(Data extracted from a collection)
--

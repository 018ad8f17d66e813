//! Validation utilities.

use crate::{EstateError, FieldError};
use validator::{Validate, ValidationErrors};

/// Extension trait for validation.
pub trait ValidateExt: Validate {
    /// Validates the struct and returns an `EstateError` on failure.
    fn validate_request(&self) -> Result<(), EstateError> {
        self.validate().map_err(validation_errors_to_estate_error)
    }
}

impl<T: Validate> ValidateExt for T {}

/// Flattens `validator::ValidationErrors` into field errors.
#[must_use]
pub fn field_errors(errors: &ValidationErrors) -> Vec<FieldError> {
    let mut fields: Vec<FieldError> = errors
        .field_errors()
        .iter()
        .flat_map(|(field, errors)| {
            errors.iter().map(move |error| FieldError {
                field: (*field).to_string(),
                message: error
                    .message
                    .as_ref()
                    .map_or_else(|| error.code.to_string(), ToString::to_string),
                code: error.code.to_string(),
            })
        })
        .collect();
    // HashMap iteration order is unstable; keep messages deterministic.
    fields.sort_by(|a, b| a.field.cmp(&b.field));
    fields
}

/// Converts `validator::ValidationErrors` to `EstateError`.
#[must_use]
pub fn validation_errors_to_estate_error(errors: ValidationErrors) -> EstateError {
    let message = field_errors(&errors)
        .iter()
        .map(|e| format!("{}: {}", e.field, e.message))
        .collect::<Vec<_>>()
        .join("; ");

    EstateError::Validation(message)
}

/// Common validation functions.
pub mod rules {
    use validator::ValidationError;

    /// Validates that a string is not blank (not empty after trimming).
    pub fn not_blank(value: &str) -> Result<(), ValidationError> {
        if value.trim().is_empty() {
            return Err(ValidationError::new("not_blank"));
        }
        Ok(())
    }
}
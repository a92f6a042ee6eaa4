//! Card preview projection for HTML note content.
//!
//! Core never parses or sanitizes note content for storage; this is a
//! read-only derivation for list/card rendering.

use once_cell::sync::Lazy;
use regex::Regex;

const PREVIEW_MAX_CHARS: usize = 100;

static BLOCK_BREAK_RE: Lazy<Regex> = Lazy::new(|| {
    Regex::new(r"(?i)<\s*(br|/p|/div|/li|/h[1-6])\s*/?\s*>").expect("valid block regex")
});
static HTML_TAG_RE: Lazy<Regex> = Lazy::new(|| Regex::new(r"<[^>]*>").expect("valid tag regex"));
static WHITESPACE_RE: Lazy<Regex> = Lazy::new(|| Regex::new(r"\s+").expect("valid ws regex"));

/// Derives a plain-text preview from an HTML fragment.
///
/// Rules:
/// - Block-level closings and `<br>` become spaces, all other tags are dropped.
/// - Common entities are decoded, whitespace is collapsed.
/// - At most 100 chars are kept; blank results yield `None`.
pub fn derive_html_preview(content: &str) -> Option<String> {
    let with_breaks = BLOCK_BREAK_RE.replace_all(content, " ");
    let without_tags = HTML_TAG_RE.replace_all(&with_breaks, "");
    let decoded = decode_entities(&without_tags);
    let normalized = WHITESPACE_RE.replace_all(&decoded, " ");
    let trimmed = normalized.trim();
    if trimmed.is_empty() {
        return None;
    }
    Some(trimmed.chars().take(PREVIEW_MAX_CHARS).collect())
}

fn decode_entities(value: &str) -> String {
    // `&amp;` last so `&amp;lt;` stays literal `&lt;`.
    value
        .replace("&nbsp;", " ")
        .replace("&lt;", "<")
        .replace("&gt;", ">")
        .replace("&quot;", "\"")
        .replace("&#39;", "'")
        .replace("&amp;", "&")
}
//! Storage location configuration.
//!
//! # Responsibility
//! - Resolve where the note file lives.
//! - Keep development runs away from production data.
//!
//! # Invariants
//! - `data_dir` is always absolute.
//! - Development mode appends ` (development)` to the app directory name.

use std::path::{Path, PathBuf};

pub const APP_DIR_NAME: &str = "notekeeper";
pub const DEFAULT_NOTES_FILE_NAME: &str = "notes.json";
const DEV_DIR_SUFFIX: &str = " (development)";

/// Resolved location of durable note storage.
#[derive(Debug, Clone, PartialEq, Eq)]
pub struct StoreConfig {
    pub data_dir: PathBuf,
    pub file_name: String,
}

impl StoreConfig {
    /// Builds a config rooted at an explicit directory.
    ///
    /// # Errors
    /// - Returns an error when `data_dir` is empty or not absolute.
    pub fn from_data_dir(data_dir: &str) -> Result<Self, String> {
        let trimmed = data_dir.trim();
        if trimmed.is_empty() {
            return Err("data_dir cannot be empty".to_string());
        }
        let path = Path::new(trimmed);
        if !path.is_absolute() {
            return Err(format!(
                "data_dir must be an absolute path, got `{trimmed}`"
            ));
        }
        Ok(Self {
            data_dir: path.to_path_buf(),
            file_name: DEFAULT_NOTES_FILE_NAME.to_string(),
        })
    }

    /// Resolves the per-user platform data directory.
    ///
    /// Returns an error when the platform exposes no data directory.
    pub fn platform_default(dev_mode: bool) -> Result<Self, String> {
        let base = dirs::data_dir()
            .ok_or_else(|| "platform data directory is unavailable".to_string())?;
        let dir_name = if dev_mode {
            format!("{APP_DIR_NAME}{DEV_DIR_SUFFIX}")
        } else {
            APP_DIR_NAME.to_string()
        };
        Ok(Self {
            data_dir: base.join(dir_name),
            file_name: DEFAULT_NOTES_FILE_NAME.to_string(),
        })
    }

    pub fn with_file_name(mut self, file_name: impl Into<String>) -> Self {
        self.file_name = file_name.into();
        self
    }

    /// Full path of the note file.
    pub fn notes_path(&self) -> PathBuf {
        self.data_dir.join(&self.file_name)
    }
}
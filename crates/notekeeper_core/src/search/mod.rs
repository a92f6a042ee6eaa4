//! List filtering helpers for presentation code.
//!
//! # Responsibility
//! - Provide pure filters over `NoteStore::list` output.
//! - Keep filtering out of the store itself.

pub mod title_filter;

--

What this task involves:
The required output is every line above from the one with "pub fn field_errors(errors: &ValidationErrors)" down to the one with "whitespace is collapsed.", restated word for word, ends included.

Result for this exercise:
pub fn field_errors(errors: &ValidationErrors) -> Vec<FieldError> {
    let mut fields: Vec<FieldError> = errors
        .field_errors()
        .iter()
        .flat_map(|(field, errors)| {
            errors.iter().map(move |error| FieldError {
                field: (*field).to_string(),
                message: error
                    .message
                    .as_ref()
                    .map_or_else(|| error.code.to_string(), ToString::to_string),
                code: error.code.to_string(),
            })
        })
        .collect();
    // HashMap iteration order is unstable; keep messages deterministic.
    fields.sort_by(|a, b| a.field.cmp(&b.field));
    fields
}

/// Converts `validator::ValidationErrors` to `EstateError`.
#[must_use]
pub fn validation_errors_to_estate_error(errors: ValidationErrors) -> EstateError {
    let message = field_errors(&errors)
        .iter()
        .map(|e| format!("{}: {}", e.field, e.message))
        .collect::<Vec<_>>()
        .join("; ");

    EstateError::Validation(message)
}

/// Common validation functions.
pub mod rules {
    use validator::ValidationError;

    /// Validates that a string is not blank (not empty after trimming).
    pub fn not_blank(value: &str) -> Result<(), ValidationError> {
        if value.trim().is_empty() {
            return Err(ValidationError::new("not_blank"));
        }
        Ok(())
    }
}
repository a92f6a042ee6eaa4
//! Card preview projection for HTML note content.
//!
//! Core never parses or sanitizes note content for storage; this is a
//! read-only derivation for list/card rendering.

use once_cell::sync::Lazy;
use regex::Regex;

const PREVIEW_MAX_CHARS: usize = 100;

static BLOCK_BREAK_RE: Lazy<Regex> = Lazy::new(|| {
    Regex::new(r"(?i)<\s*(br|/p|/div|/li|/h[1-6])\s*/?\s*>").expect("valid block regex")
});
static HTML_TAG_RE: Lazy<Regex> = Lazy::new(|| Regex::new(r"<[^>]*>").expect("valid tag regex"));
static WHITESPACE_RE: Lazy<Regex> = Lazy::new(|| Regex::new(r"\s+").expect("valid ws regex"));

/// Derives a plain-text preview from an HTML fragment.
///
/// Rules:
/// - Block-level closings and `<br>` become spaces, all other tags are dropped.
/// - Common entities are decoded, whitespace is collapsed.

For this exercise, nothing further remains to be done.